Marie Javins said...

Surely there are blogs far more condemning than mine out there. Stating that the situation is a conundrum, a mixed bag, is hardly a condemnation.

NoChildGenius said...

fair point though you do say 'Plane travel is regarded as the devil of CO2 offenders' - so you were highlighting the same point I was making - that people are pointing the finger without really understanding the issue as a whole (not that I'm pretending to understand it either!).
Of course, I could just be looking in the wrong places? Anyway apologies if you felt I unfairly picked on your blog as that wasn't my intention.

hobart65 said...

Respect for quite a grown up discussion. I finally watched 'An inconvenient truth' this week, and at some point someone said 'how big is HIS environmental footprint'. I thought this totally missed the point, but I can't be bothered to explain. The key issue is about mobility, which is something that we all enjoy and value. Airlines seem an easy scape goat, like traffic cameras. But governments, rather than address some underlining issue, choose an easy win to spin a revenue generating tax as moral action.

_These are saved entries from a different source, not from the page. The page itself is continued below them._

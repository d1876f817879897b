//! Per-user settings persisted in a single JSON file keyed by user id.
//!
//! Older versions stored a bare token string per user; those entries are read as
//! `{ token, stretch: true }` and rewritten in object form on the next update.

use std::{
    collections::BTreeMap,
    fs,
    path::{Path, PathBuf},
};

use serde::{Deserialize, Serialize};
use serde_json::Value;
use tokio::sync::Mutex;
use tracing::warn;

use crate::{domain::UserId, Result};

/// Canonical view of a user's settings.
#[derive(Clone, Debug, PartialEq, Eq)]
pub struct UserSettings {
    pub auth_token: Option<String>,
    pub stretch_images: bool,
    pub dump_destination: Option<String>,
}

impl Default for UserSettings {
    fn default() -> Self {
        Self {
            auth_token: None,
            stretch_images: true,
            dump_destination: None,
        }
    }
}

/// On-disk object shape (field names kept compatible with existing files).
#[derive(Clone, Debug, Default, Serialize, Deserialize)]
#[serde(rename_all = "camelCase")]
struct StoredSettings {
    #[serde(default)]
    token: Option<String>,
    #[serde(default)]
    stretch: Option<bool>,
    #[serde(default, skip_serializing_if = "Option::is_none")]
    dump_channel: Option<String>,
}

#[derive(Debug, Deserialize)]
#[serde(untagged)]
enum StoredEntry {
    Legacy(String),
    Current(StoredSettings),
}

impl From<StoredEntry> for UserSettings {
    fn from(entry: StoredEntry) -> Self {
        match entry {
            StoredEntry::Legacy(token) => Self {
                auth_token: Some(token),
                ..Self::default()
            },
            StoredEntry::Current(s) => Self {
                auth_token: s.token,
                stretch_images: s.stretch != Some(false),
                dump_destination: s.dump_channel,
            },
        }
    }
}

impl From<&UserSettings> for StoredSettings {
    fn from(s: &UserSettings) -> Self {
        Self {
            token: s.auth_token.clone(),
            stretch: Some(s.stretch_images),
            dump_channel: s.dump_destination.clone(),
        }
    }
}

/// File-backed settings store.
///
/// All read-modify-write cycles go through one async mutex, so concurrent handlers
/// never lose each other's updates.
pub struct SettingsStore {
    path: PathBuf,
    lock: Mutex<()>,
}

impl SettingsStore {
    pub fn new(path: impl Into<PathBuf>) -> Self {
        Self {
            path: path.into(),
            lock: Mutex::new(()),
        }
    }

    pub fn path(&self) -> &Path {
        &self.path
    }

    /// Reads never fail: an unreadable file yields defaults.
    pub async fn get(&self, user: UserId) -> UserSettings {
        let _guard = self.lock.lock().await;
        match load_db(&self.path) {
            Ok(db) => settings_from(&db, user),
            Err(e) => {
                warn!(path = %self.path.display(), error = %e, "settings file unreadable, using defaults");
                UserSettings::default()
            }
        }
    }

    pub async fn set_token(&self, user: UserId, token: &str) -> Result<()> {
        self.update(user, |s| s.auth_token = Some(token.to_string()))
            .await
    }

    pub async fn clear_token(&self, user: UserId) -> Result<()> {
        self.update(user, |s| s.auth_token = None).await
    }

    pub async fn set_stretch(&self, user: UserId, enabled: bool) -> Result<()> {
        self.update(user, |s| s.stretch_images = enabled).await
    }

    pub async fn set_dump_destination(&self, user: UserId, destination: &str) -> Result<()> {
        self.update(user, |s| s.dump_destination = Some(destination.to_string()))
            .await
    }

    async fn update(&self, user: UserId, apply: impl FnOnce(&mut UserSettings)) -> Result<()> {
        let _guard = self.lock.lock().await;
        // A file that exists but does not parse is left alone rather than overwritten.
        let mut db = load_db(&self.path)?;
        let mut settings = settings_from(&db, user);
        apply(&mut settings);
        db.insert(
            user.0.to_string(),
            serde_json::to_value(StoredSettings::from(&settings))?,
        );
        save_db(&self.path, &db)
    }
}

fn settings_from(db: &BTreeMap<String, Value>, user: UserId) -> UserSettings {
    db.get(&user.0.to_string())
        .cloned()
        .and_then(|v| serde_json::from_value::<StoredEntry>(v).ok())
        .map(UserSettings::from)
        .unwrap_or_default()
}

fn load_db(path: &Path) -> Result<BTreeMap<String, Value>> {
    let txt = match fs::read_to_string(path) {
        Ok(txt) => txt,
        Err(e) if e.kind() == std::io::ErrorKind::NotFound => return Ok(BTreeMap::new()),
        Err(e) => return Err(e.into()),
    };
    if txt.trim().is_empty() {
        return Ok(BTreeMap::new());
    }
    Ok(serde_json::from_str(&txt)?)
}

fn save_db(path: &Path, db: &BTreeMap<String, Value>) -> Result<()> {
    let txt = serde_json::to_string_pretty(db)?;
    let tmp = path.with_extension("json.tmp");
    fs::write(&tmp, txt)?;
    fs::rename(&tmp, path)?;
    Ok(())
}

#[cfg(test)]
mod tests {
    use super::*;

    fn temp_store(name: &str) -> SettingsStore {
        let path = std::env::temp_dir().join(format!(
            "cico-store-{}-{name}.json",
            std::process::id()
        ));
        let _ = fs::remove_file(&path);
        SettingsStore::new(path)
    }

    #[tokio::test]
    async fn legacy_string_entry_reads_as_token_with_stretch() {
        let store = temp_store("legacy");
        fs::write(store.path(), r#"{ "42": "tok123" }"#).unwrap();

        let s = store.get(UserId(42)).await;
        assert_eq!(
            s,
            UserSettings {
                auth_token: Some("tok123".to_string()),
                stretch_images: true,
                dump_destination: None,
            }
        );

        let _ = fs::remove_file(store.path());
    }

    #[tokio::test]
    async fn updating_legacy_entry_migrates_to_object_shape() {
        let store = temp_store("migrate");
        fs::write(store.path(), r#"{ "42": "tok123", "7": "other" }"#).unwrap();

        store.set_stretch(UserId(42), false).await.unwrap();

        let raw: Value = serde_json::from_str(&fs::read_to_string(store.path()).unwrap()).unwrap();
        assert_eq!(raw["42"]["token"], "tok123");
        assert_eq!(raw["42"]["stretch"], false);
        assert_eq!(raw["7"], "other");

        let s = store.get(UserId(42)).await;
        assert!(!s.stretch_images);
        assert_eq!(s.auth_token.as_deref(), Some("tok123"));

        let _ = fs::remove_file(store.path());
    }

    #[tokio::test]
    async fn missing_user_and_missing_file_use_defaults() {
        let store = temp_store("missing");
        assert_eq!(store.get(UserId(1)).await, UserSettings::default());
        assert!(store.get(UserId(1)).await.stretch_images);
    }

    #[tokio::test]
    async fn token_and_dump_destination_round_trip() {
        let store = temp_store("roundtrip");
        store.set_token(UserId(5), "abc").await.unwrap();
        store
            .set_dump_destination(UserId(5), "-1001234567890")
            .await
            .unwrap();

        let s = store.get(UserId(5)).await;
        assert_eq!(s.auth_token.as_deref(), Some("abc"));
        assert_eq!(s.dump_destination.as_deref(), Some("-1001234567890"));
        assert!(s.stretch_images);

        store.clear_token(UserId(5)).await.unwrap();
        let s = store.get(UserId(5)).await;
        assert_eq!(s.auth_token, None);
        assert_eq!(s.dump_destination.as_deref(), Some("-1001234567890"));

        let _ = fs::remove_file(store.path());
    }

    #[tokio::test]
    async fn corrupt_file_reads_as_empty() {
        let store = temp_store("corrupt");
        fs::write(store.path(), "{ not json").unwrap();
        assert_eq!(store.get(UserId(1)).await, UserSettings::default());
        let _ = fs::remove_file(store.path());
    }

    #[tokio::test]
    async fn corrupt_file_is_not_overwritten_by_updates() {
        let store = temp_store("corrupt-update");
        let truncated = r#"{ "1": {"token":"a","stretch":true}, "2": {"token":"b"} ,"#;
        fs::write(store.path(), truncated).unwrap();

        let err = store.set_stretch(UserId(1), false).await.unwrap_err();
        assert!(matches!(err, crate::errors::Error::Json(_)));
        assert!(store.clear_token(UserId(2)).await.is_err());

        assert_eq!(fs::read_to_string(store.path()).unwrap(), truncated);
        let _ = fs::remove_file(store.path());
    }

    #[tokio::test]
    async fn empty_file_accepts_updates() {
        let store = temp_store("empty");
        fs::write(store.path(), "  \n").unwrap();

        store.set_token(UserId(3), "tok").await.unwrap();
        assert_eq!(store.get(UserId(3)).await.auth_token.as_deref(), Some("tok"));
        let _ = fs::remove_file(store.path());
    }
}
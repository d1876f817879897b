//! Image adapter: download portal photos and undo their vertical squash.
//!
//! Implements the `cico-core` `ImageProcessor` port. Failures never reach the caller;
//! the original reference is handed back instead.

use std::{io::Cursor, time::Duration};

use async_trait::async_trait;
use image::{imageops::FilterType, DynamicImage, ImageFormat};
use tracing::{debug, warn};

use cico_core::{errors::Error, messaging::types::Media, ports::ImageProcessor, Result};

/// Height multiplier applied when stretching is enabled. Width is kept.
pub const STRETCH_FACTOR: f64 = 2.0;

#[derive(Debug, thiserror::Error)]
pub enum MediaError {
    #[error("download failed: {0}")]
    Download(String),

    #[error("image error: {0}")]
    Image(#[from] image::ImageError),
}

/// Scale an encoded image's height by `factor`, keeping its width.
///
/// PNG input stays PNG; everything else is re-encoded as JPEG.
pub fn stretch_vertical(bytes: &[u8], factor: f64) -> std::result::Result<Vec<u8>, MediaError> {
    let format = image::guess_format(bytes).unwrap_or(ImageFormat::Jpeg);
    let img = image::load_from_memory(bytes)?;

    let width = img.width();
    let height = ((img.height() as f64) * factor).floor().max(1.0) as u32;
    let stretched = img.resize_exact(width, height, FilterType::Triangle);

    let mut out = Cursor::new(Vec::new());
    match format {
        ImageFormat::Png => stretched.write_to(&mut out, ImageFormat::Png)?,
        _ => DynamicImage::ImageRgb8(stretched.to_rgb8()).write_to(&mut out, ImageFormat::Jpeg)?,
    }
    Ok(out.into_inner())
}

#[derive(Clone, Debug)]
pub struct ImageFetcher {
    http: reqwest::Client,
}

impl ImageFetcher {
    pub fn new(timeout: Duration) -> Result<Self> {
        let http = reqwest::Client::builder()
            .timeout(timeout)
            .build()
            .map_err(|e| Error::Config(format!("image http client: {e}")))?;
        Ok(Self { http })
    }

    async fn download(&self, url: &str) -> std::result::Result<Vec<u8>, MediaError> {
        let resp = self
            .http
            .get(url)
            .send()
            .await
            .map_err(|e| MediaError::Download(e.to_string()))?;
        if !resp.status().is_success() {
            return Err(MediaError::Download(format!("status {}", resp.status())));
        }
        let bytes = resp
            .bytes()
            .await
            .map_err(|e| MediaError::Download(e.to_string()))?;
        Ok(bytes.to_vec())
    }

    async fn try_process(
        &self,
        image_ref: &str,
        stretch: bool,
    ) -> std::result::Result<Vec<u8>, MediaError> {
        let original = self.download(image_ref).await?;
        if !stretch {
            return Ok(original);
        }
        stretch_vertical(&original, STRETCH_FACTOR)
    }
}

#[async_trait]
impl ImageProcessor for ImageFetcher {
    async fn process(&self, image_ref: &str, stretch: bool) -> Media {
        match self.try_process(image_ref, stretch).await {
            Ok(bytes) => {
                debug!(len = bytes.len(), stretch, "image processed");
                Media::Bytes(bytes)
            }
            Err(e) => {
                warn!(error = %e, "image processing failed, sending original reference");
                Media::Url(image_ref.to_string())
            }
        }
    }
}

#[cfg(test)]
mod tests {
    use super::*;
    use image::{GenericImageView, Rgb, RgbImage};

    fn encoded(width: u32, height: u32, format: ImageFormat) -> Vec<u8> {
        let img = RgbImage::from_fn(width, height, |x, y| Rgb([(x * 40) as u8, (y * 40) as u8, 90]));
        let mut out = Cursor::new(Vec::new());
        DynamicImage::ImageRgb8(img)
            .write_to(&mut out, format)
            .unwrap();
        out.into_inner()
    }

    #[test]
    fn doubles_height_and_keeps_width() {
        let png = encoded(4, 3, ImageFormat::Png);
        let out = stretch_vertical(&png, STRETCH_FACTOR).unwrap();

        assert_eq!(image::guess_format(&out).unwrap(), ImageFormat::Png);
        let decoded = image::load_from_memory(&out).unwrap();
        assert_eq!(decoded.dimensions(), (4, 6));
    }

    #[test]
    fn jpeg_stays_jpeg() {
        let jpg = encoded(8, 5, ImageFormat::Jpeg);
        let out = stretch_vertical(&jpg, STRETCH_FACTOR).unwrap();

        assert_eq!(image::guess_format(&out).unwrap(), ImageFormat::Jpeg);
        assert_eq!(image::load_from_memory(&out).unwrap().dimensions(), (8, 10));
    }

    #[test]
    fn input_bytes_are_untouched() {
        let png = encoded(2, 2, ImageFormat::Png);
        let before = png.clone();
        let _ = stretch_vertical(&png, STRETCH_FACTOR).unwrap();
        assert_eq!(png, before);
    }

    #[test]
    fn garbage_is_an_error() {
        assert!(matches!(
            stretch_vertical(b"not an image", STRETCH_FACTOR),
            Err(MediaError::Image(_))
        ));
    }

    #[tokio::test]
    async fn failed_download_falls_back_to_reference() {
        let fetcher = ImageFetcher::new(Duration::from_millis(500)).unwrap();
        let url = "http://127.0.0.1:9/in.jpg";
        assert_eq!(fetcher.process(url, true).await, Media::Url(url.to_string()));
    }
}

Marie closing comments ring true. I'm in the same dilemma. I want to take the family the cube before it becomes morally wrong. Equally, I feel I should reinvent the everyday in terms of small actions, like cycling to work.

NoChildGenius said...

absolutely - it is incredibly easy to condemn that which doesn't impact your life - my brother admits he would happily see an end to cheap global travel as he has a young family and holidays in the UK - but suggest that people who own old energy inefficient homes should be taxed and he is up in arms - but then he lives in a listed building.